Paramyro apicus
- Conservation status: Data Deficit (NZ TCS)

Scientific classification
- Kingdom: Animalia
- Phylum: Arthropoda
- Subphylum: Chelicerata
- Class: Arachnida
- Order: Araneae
- Infraorder: Araneomorphae
- Family: Agelenidae
- Genus: Paramyro
- Species: P. apicus
- Binomial name: Paramyro apicus Forster & Wilton, 1973

= Paramyro apicus =

- Authority: Forster & Wilton, 1973
- Conservation status: DD

Species of spider

Paramyro apicus is a species of Agelenidae that is endemic to New Zealand.

==Taxonomy==
This species was described in 1973 by Ray Forster and Cecil Wilton from a female specimens.

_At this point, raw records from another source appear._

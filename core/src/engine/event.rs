// Copyright (c) 2023 The Bytecoin Developers

use encdec::Decode;

use ledger_bcn_apdu::prelude::*;
use ledger_proto::{ApduError, ApduStatic};

use crate::crypto::{CompressedEdwardsY, Scalar};

use super::Error;

/// [`Engine`][super::Engine] input events, typically decoded from request [APDUs][crate::apdu]
#[derive(Clone, Debug)]
pub enum Event<'a> {
    None,

    /// Fetch application information
    GetAppInfo,

    /// Reset signing state
    Reset,

    /// Fetch public wallet keys
    GetWalletKeys,

    /// Multiply output keys by the view secret
    ScanOutputs { output_keys: ScanPoints },

    /// Compute the key image for an owned output
    GenerateKeyImage {
        secret_material: &'a [u8],
        address_index: u32,
    },

    /// Compute the seed for a transaction output
    GenerateOutputSeed {
        tx_inputs_hash: [u8; 32],
        output_index: u32,
    },

    /// Export view-only keys (requires approval)
    ExportViewOnly,

    /// Start a transaction signature
    SigStart {
        version: u32,
        unlock_time: u64,
        inputs_num: u32,
        outputs_num: u32,
        extra_size: u32,
    },

    /// Start an input
    SigAddInputStart { amount: u64, ring_size: u32 },

    /// Add ring member indexes to the current input
    SigAddInputIndexes { indexes: OutputIndexes },

    /// Finish the current input
    SigAddInputFinish {
        secret_material: &'a [u8],
        address_index: u32,
    },

    /// Add an output
    SigAddOutput {
        change: bool,
        amount: u64,
        change_index: u32,
        dst_tag: u8,
        dst_s: CompressedEdwardsY,
        dst_sv: CompressedEdwardsY,
    },

    /// Continue following output approval
    SigConfirmOutputs,

    /// Add a transaction extra chunk
    SigAddExtra(&'a [u8]),

    /// Step A for the next input
    SigStepA {
        secret_material: &'a [u8],
        address_index: u32,
    },

    /// Add ring data to the current step A
    SigStepAMoreData(&'a [u8]),

    /// Fetch ring challenge
    SigGetC0,

    /// Step B for the next input
    SigStepB {
        secret_material: &'a [u8],
        address_index: u32,
        my_c: Scalar,
    },

    /// Start a single input proof
    SigProofStart { extra_len: u32 },

    /// Fetch signing state
    SigGetInfo,
}

/// Helper for decoding APDUs to events
fn decode_event<'a, T>(buff: &'a [u8]) -> Result<Event<'a>, Error>
where
    T: Decode<'a, Error = ApduError>,
    Event<'a>: From<T::Output>,
{
    T::decode(buff)
        .map(|(v, _n)| Event::from(v))
        .map_err(Error::from)
}

impl<'a> Event<'a> {
    /// Parse an incoming APDU to engine event
    #[cfg_attr(feature = "noinline", inline(never))]
    pub fn parse(ins: u8, buff: &'a [u8]) -> Result<Self, Error> {
        match ins {
            AppInfoReq::INS => decode_event::<AppInfoReq>(buff),
            ResetReq::INS => decode_event::<ResetReq>(buff),

            WalletKeyReq::INS => decode_event::<WalletKeyReq>(buff),
            ScanOutputsReq::INS => decode_event::<ScanOutputsReq>(buff),
            KeyImageReq::INS => decode_event::<KeyImageReq>(buff),
            OutputSeedReq::INS => decode_event::<OutputSeedReq>(buff),
            ViewOnlyReq::INS => decode_event::<ViewOnlyReq>(buff),

            SigStart::INS => decode_event::<SigStart>(buff),
            SigAddInputStart::INS => decode_event::<SigAddInputStart>(buff),
            SigAddInputIndexes::INS => decode_event::<SigAddInputIndexes>(buff),
            SigAddInputFinish::INS => decode_event::<SigAddInputFinish>(buff),
            SigAddOutput::INS => decode_event::<SigAddOutput>(buff),
            SigConfirmOutputs::INS => decode_event::<SigConfirmOutputs>(buff),
            SigAddExtra::INS => decode_event::<SigAddExtra>(buff),
            SigStepA::INS => decode_event::<SigStepA>(buff),
            SigStepAMoreData::INS => decode_event::<SigStepAMoreData>(buff),
            SigGetC0::INS => decode_event::<SigGetC0>(buff),
            SigStepB::INS => decode_event::<SigStepB>(buff),
            SigProofStart::INS => decode_event::<SigProofStart>(buff),
            SigInfoReq::INS => decode_event::<SigInfoReq>(buff),

            _ => {
                #[cfg(feature = "log")]
                log::warn!("unsupported instruction: 0x{:02x}", ins);

                Err(Error::UnsupportedInstruction)
            }
        }
    }
}

impl<'a> From<AppInfoReq> for Event<'a> {
    fn from(_: AppInfoReq) -> Self {
        Event::GetAppInfo
    }
}

impl<'a> From<ResetReq> for Event<'a> {
    fn from(_: ResetReq) -> Self {
        Event::Reset
    }
}

impl<'a> From<WalletKeyReq> for Event<'a> {
    fn from(_: WalletKeyReq) -> Self {
        Event::GetWalletKeys
    }
}

impl<'a> From<ScanOutputsReq> for Event<'a> {
    fn from(a: ScanOutputsReq) -> Self {
        Event::ScanOutputs {
            output_keys: a.output_keys,
        }
    }
}

impl<'a> From<KeyImageReq<'a>> for Event<'a> {
    fn from(a: KeyImageReq<'a>) -> Self {
        Event::GenerateKeyImage {
            secret_material: a.secret_material,
            address_index: a.address_index,
        }
    }
}

impl<'a> From<OutputSeedReq> for Event<'a> {
    fn from(a: OutputSeedReq) -> Self {
        Event::GenerateOutputSeed {
            tx_inputs_hash: a.tx_inputs_hash,
            output_index: a.output_index,
        }
    }
}

impl<'a> From<ViewOnlyReq> for Event<'a> {
    fn from(_: ViewOnlyReq) -> Self {
        Event::ExportViewOnly
    }
}

impl<'a> From<SigStart> for Event<'a> {
    fn from(a: SigStart) -> Self {
        Event::SigStart {
            version: a.version,
            unlock_time: a.unlock_time,
            inputs_num: a.inputs_num,
            outputs_num: a.outputs_num,
            extra_size: a.extra_size,
        }
    }
}

impl<'a> From<SigAddInputStart> for Event<'a> {
    fn from(a: SigAddInputStart) -> Self {
        Event::SigAddInputStart {
            amount: a.amount,
            ring_size: a.ring_size,
        }
    }
}

impl<'a> From<SigAddInputIndexes> for Event<'a> {
    fn from(a: SigAddInputIndexes) -> Self {
        Event::SigAddInputIndexes { indexes: a.indexes }
    }
}

impl<'a> From<SigAddInputFinish<'a>> for Event<'a> {
    fn from(a: SigAddInputFinish<'a>) -> Self {
        Event::SigAddInputFinish {
            secret_material: a.secret_material,
            address_index: a.address_index,
        }
    }
}

impl<'a> From<SigAddOutput> for Event<'a> {
    fn from(a: SigAddOutput) -> Self {
        Event::SigAddOutput {
            change: a.change,
            amount: a.amount,
            change_index: a.change_index,
            dst_tag: a.dst_tag,
            dst_s: a.dst_s,
            dst_sv: a.dst_sv,
        }
    }
}

impl<'a> From<SigConfirmOutputs> for Event<'a> {
    fn from(_: SigConfirmOutputs) -> Self {
        Event::SigConfirmOutputs
    }
}

impl<'a> From<SigAddExtra<'a>> for Event<'a> {
    fn from(a: SigAddExtra<'a>) -> Self {
        Event::SigAddExtra(a.data)
    }
}

impl<'a> From<SigStepA<'a>> for Event<'a> {
    fn from(a: SigStepA<'a>) -> Self {
        Event::SigStepA {
            secret_material: a.secret_material,
            address_index: a.address_index,
        }
    }
}

impl<'a> From<SigStepAMoreData<'a>> for Event<'a> {
    fn from(a: SigStepAMoreData<'a>) -> Self {
        Event::SigStepAMoreData(a.data)
    }
}

impl<'a> From<SigGetC0> for Event<'a> {
    fn from(_: SigGetC0) -> Self {
        Event::SigGetC0
    }
}

impl<'a> From<SigStepB<'a>> for Event<'a> {
    fn from(a: SigStepB<'a>) -> Self {
        Event::SigStepB {
            secret_material: a.secret_material,
            address_index: a.address_index,
            my_c: a.my_c,
        }
    }
}

impl<'a> From<SigProofStart> for Event<'a> {
    fn from(a: SigProofStart) -> Self {
        Event::SigProofStart {
            extra_len: a.extra_len,
        }
    }
}

impl<'a> From<SigInfoReq> for Event<'a> {
    fn from(_: SigInfoReq) -> Self {
        Event::SigGetInfo
    }
}
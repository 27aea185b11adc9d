// Copyright (c) 2023 The Bytecoin Developers

//! Output registration APDUs

use curve25519_dalek::edwards::CompressedEdwardsY;
use encdec::{Decode, Encode};

use crate::{
    helpers::{be32, be64, flag, pt},
    ApduError, ApduStatic, Instruction, BCN_APDU_CLA,
};

/// Add an output to the transaction.
///
/// Change outputs are paid to the wallet address at `CHANGE_INDEX` and
/// ignore the destination fields, other outputs must all share the same
/// destination address.
///
/// ## Encoding:
/// ```text
///  0                   1                   2                   3
///  0 1 2 3 4 5 6 7 8 9 0 1 2 3 4 5 6 7 8 9 0 1 2 3 4 5 6 7 8 9 0 1
/// +-+-+-+-+-+-+-+-+-+-+-+-+-+-+-+-+-+-+-+-+-+-+-+-+-+-+-+-+-+-+-+-+
/// |    CHANGE     |                    AMOUNT                     :
/// +-+-+-+-+-+-+-+-+-+-+-+-+-+-+-+-+-+-+-+-+-+-+-+-+-+-+-+-+-+-+-+-+
/// :                    (8-byte u64)               |  CHANGE_INDEX :
/// +-+-+-+-+-+-+-+-+-+-+-+-+-+-+-+-+-+-+-+-+-+-+-+-+-+-+-+-+-+-+-+-+
/// :                               |    DST_TAG    |               :
/// +-+-+-+-+-+-+-+-+-+-+-+-+-+-+-+-+-+-+-+-+-+-+-+-+-+-+-+-+-+-+-+-+
/// /                     DST_ADDRESS_S (32-byte)                   /
/// +-+-+-+-+-+-+-+-+-+-+-+-+-+-+-+-+-+-+-+-+-+-+-+-+-+-+-+-+-+-+-+-+
/// /                    DST_ADDRESS_SV (32-byte)                   /
/// +-+-+-+-+-+-+-+-+-+-+-+-+-+-+-+-+-+-+-+-+-+-+-+-+-+-+-+-+-+-+-+-+
/// ```
#[derive(Clone, PartialEq, Debug, Encode, Decode)]
#[encdec(error = "ApduError")]
pub struct SigAddOutput {
    /// Output is change to this wallet
    #[encdec(with = "flag")]
    pub change: bool,
    /// Output amount
    #[encdec(with = "be64")]
    pub amount: u64,
    /// Wallet address index for change outputs
    #[encdec(with = "be32")]
    pub change_index: u32,
    /// Destination address tag (`0` linkable, `1` unlinkable)
    pub dst_tag: u8,
    /// Destination spend point
    #[encdec(with = "pt")]
    pub dst_s: CompressedEdwardsY,
    /// Destination view point
    #[encdec(with = "pt")]
    pub dst_sv: CompressedEdwardsY,
}

impl SigAddOutput {
    /// Create a change output request
    pub fn change(amount: u64, change_index: u32) -> Self {
        Self {
            change: true,
            amount,
            change_index,
            dst_tag: 0,
            dst_s: CompressedEdwardsY([0u8; 32]),
            dst_sv: CompressedEdwardsY([0u8; 32]),
        }
    }

    /// Create a destination output request
    pub fn destination(
        amount: u64,
        dst_tag: u8,
        dst_s: CompressedEdwardsY,
        dst_sv: CompressedEdwardsY,
    ) -> Self {
        Self {
            change: false,
            amount,
            change_index: 0,
            dst_tag,
            dst_s,
            dst_sv,
        }
    }
}

impl ApduStatic for SigAddOutput {
    const CLA: u8 = BCN_APDU_CLA;
    const INS: u8 = Instruction::SigAddOutput as u8;
}

/// Output key response APDU
///
/// ## Encoding:
/// ```text
///  0                   1                   2                   3
///  0 1 2 3 4 5 6 7 8 9 0 1 2 3 4 5 6 7 8 9 0 1 2 3 4 5 6 7 8 9 0 1
/// +-+-+-+-+-+-+-+-+-+-+-+-+-+-+-+-+-+-+-+-+-+-+-+-+-+-+-+-+-+-+-+-+
/// /                    OUTPUT_PUBLIC (32-byte)                    /
/// +-+-+-+-+-+-+-+-+-+-+-+-+-+-+-+-+-+-+-+-+-+-+-+-+-+-+-+-+-+-+-+-+
/// /                   ENCRYPTED_SECRET (32-byte)                  /
/// +-+-+-+-+-+-+-+-+-+-+-+-+-+-+-+-+-+-+-+-+-+-+-+-+-+-+-+-+-+-+-+-+
/// |   ADDR_TYPE   |
/// +-+-+-+-+-+-+-+-+
/// ```
#[derive(Clone, PartialEq, Debug, Encode, Decode)]
#[encdec(error = "ApduError")]
pub struct SigOutputKey {
    #[encdec(with = "pt")]
    pub public: CompressedEdwardsY,
    #[encdec(with = "pt")]
    pub encrypted_secret: CompressedEdwardsY,
    /// Address tag encrypted with the output address type byte
    pub encrypted_address_type: u8,
}

impl SigOutputKey {
    pub fn new(
        public: CompressedEdwardsY,
        encrypted_secret: CompressedEdwardsY,
        encrypted_address_type: u8,
    ) -> Self {
        Self {
            public,
            encrypted_secret,
            encrypted_address_type,
        }
    }
}
// Copyright (c) 2023 The Bytecoin Developers

//! Transaction signing session
//!
//! A [Session] threads a single ring-signature transaction through the
//! sequence of host requests. Every operation checks the session state
//! and arguments before mutating anything, so a rejected request leaves
//! the session exactly as it was.

use curve25519_dalek::constants::ED25519_BASEPOINT_POINT;
use rand_core::CryptoRngCore;
use zeroize::Zeroize;

use ledger_bcn_apdu::state::SigState;

use super::Error;
use crate::{
    crypto::{
        curve::{decompress, generator_h, hash_to_point},
        keccak::{Hash, Hasher},
        CompressedEdwardsY, EdwardsPoint, Scalar,
    },
    wallet::{encrypt_scalar, AddressTag, OutputKey, OutputSecrets, PublicAddress, Wallet},
};

/// Key tag hashed ahead of each input
const INPUT_KEY_TAG: u8 = 2;

/// Key tag hashed ahead of each output
const OUTPUT_KEY_TAG: u8 = 2;

const KA: &[u8; 2] = b"ka";
const KS: &[u8; 2] = b"ks";
const KR: &[u8; 2] = b"kr";

const RA: &[u8; 2] = b"ra";
const RS: &[u8; 2] = b"rs";
const RR: &[u8; 2] = b"rr";

/// Destination address locked by the first non-change output
#[derive(Copy, Clone, PartialEq, Debug)]
pub struct Destination {
    pub tag: AddressTag,
    pub s: CompressedEdwardsY,
    pub sv: CompressedEdwardsY,
}

/// Keys produced for a newly added output
#[derive(Copy, Clone, PartialEq, Debug)]
pub struct AddedOutput {
    pub key: OutputKey,
    /// Address tag masked by the output secret address type
    pub encrypted_address_type: u8,
}

/// Step A commitments for an input
#[derive(Copy, Clone, PartialEq, Debug)]
pub struct StepA {
    pub sig_p: EdwardsPoint,
    pub y: EdwardsPoint,
    pub z: EdwardsPoint,
}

The holotype is stored in Otago Museum.

==Description==
The female is recorded at 5.48mm in length. The carapace is coloured orange brown with dark shading. The legs are orange brown. The abdomen is shaded blackish brown in some sections.

==Distribution==
This species is only known from Fiordland, New Zealand.

==Conservation status==
Under the New Zealand Threat Classification System, this species is listed as "Data Deficient" with the qualifiers of "Data Poor: Size", "Data Poor: Trend" and "One Location".